Since those machines now share an architecture with iPhones and iPads, which also have closely related ARM-based chips, it became possible to run iOS and iPadOS apps natively on Macs that were equipped with the M1 chip. Apple supported this by listing iPhone and iPad apps that passed an automated test on the Mac App Store, provided developers did not opt out of having the app listed.

However, many developers did opt out for any number of reasons: because they did not feel the app provided a good user experience on laptops or desktops; because they offer preferred alternative ways to access services or content on Macs; because they don’t have the time to support an additional platform; or any number of other reasons.

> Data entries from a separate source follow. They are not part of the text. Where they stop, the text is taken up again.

//! Deterministic simulation module
//!
//! All gameplay logic lives here. This module must be pure and deterministic:
//! - Time only arrives as host-supplied deltas
//! - Seeded RNG only
//! - Stable iteration order (obstacles kept oldest first)
//! - No rendering or platform dependencies

pub mod background;
pub mod collision;
pub mod daynight;
pub mod input;
pub mod spawner;
pub mod state;
pub mod tick;
pub mod timer;
pub mod tween;

pub use background::ScrollBackground;
pub use collision::{Aabb, overlapping_obstacles};
pub use daynight::{DAY_AMBIENT, DayNightCycle, DayPhase, NIGHT_AMBIENT};
pub use input::{InputEvent, InputIntent, InputQueue, LaneShift, Steer};
pub use spawner::{ObstacleSpawner, SpawnParams};
pub use state::{
    Bike, GameEvent, GamePhase, GameSession, GuideText, LightHandle, Obstacle, ObstacleKind,
    TextureVariant, Viewport,
};
pub use tick::SceneController;
pub use timer::{OneShotTimer, RepeatingTimer};
pub use tween::{Ease, Tween};
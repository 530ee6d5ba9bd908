//! Overlap detection between the bike and obstacles
//!
//! Everything collides as an axis-aligned box. Reporting is per pair per
//! frame; deciding what an overlap means is the controller's job.

use glam::Vec2;

use super::state::{Bike, Obstacle};

/// Axis-aligned bounding box given by center and half extents
#[derive(Debug, Clone, Copy, PartialEq)]
pub struct Aabb {
    pub center: Vec2,
    pub half: Vec2,
}

impl Aabb {
    pub fn new(center: Vec2, size: Vec2) -> Self {
        Self {
            center,
            half: size * 0.5,
        }
    }

    pub fn min(&self) -> Vec2 {
        self.center - self.half
    }

    pub fn max(&self) -> Vec2 {
        self.center + self.half
    }

    /// Strict overlap; boxes that only touch edges do not collide
    pub fn overlaps(&self, other: &Aabb) -> bool {
        let delta = (self.center - other.center).abs();
        let reach = self.half + other.half;
        delta.x < reach.x && delta.y < reach.y
    }

    /// Shrink by a factor on each axis (forgiving hitboxes)
    pub fn scaled(&self, factor: f32) -> Self {
        Self {
            center: self.center,
            half: self.half * factor,
        }
    }
}

/// Fraction of the sprite box that counts as the bike's body
pub const BIKE_HITBOX_SCALE: f32 = 0.8;

/// IDs of every obstacle overlapping the bike, in collection order
pub fn overlapping_obstacles(bike: &Bike, obstacles: &[Obstacle]) -> Vec<u32> {
    let bike_box = bike.bounds().scaled(BIKE_HITBOX_SCALE);
    obstacles
        .iter()
        .filter(|o| bike_box.overlaps(&o.bounds()))
        .map(|o| o.id)
        .collect()
}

In those cases, the apps did not appear on the Mac App Store. But a couple of months ago, a Reddit user shared a way of sideloading those apps on M1 Macs by fetching the app’s IPA file from a connected iOS or iPadOS device using third-party software, like iMazing, for Macs.

According to 9to5Mac, though, Apple has now “flipped the necessary server-side switch” to block this method. The change already affects Macs running macOS Big Sur 11.1, and it also applies to Macs running the 11.2 beta. In fact, it even offers an error message on the latter: “This application cannot be installed because the developer did not intend for it to run on this platform.”

There are a number of reasons Apple may have introduced this change. For one, an alternate version of the IPA file method described above could also be used to sideload pirated versions of apps rather than files from versions legitimately and legally installed on iOS or iPadOS devices. Further, Apple and developers may feel that these applications provide a poor user experience on macOS, and they could be a support or security headache.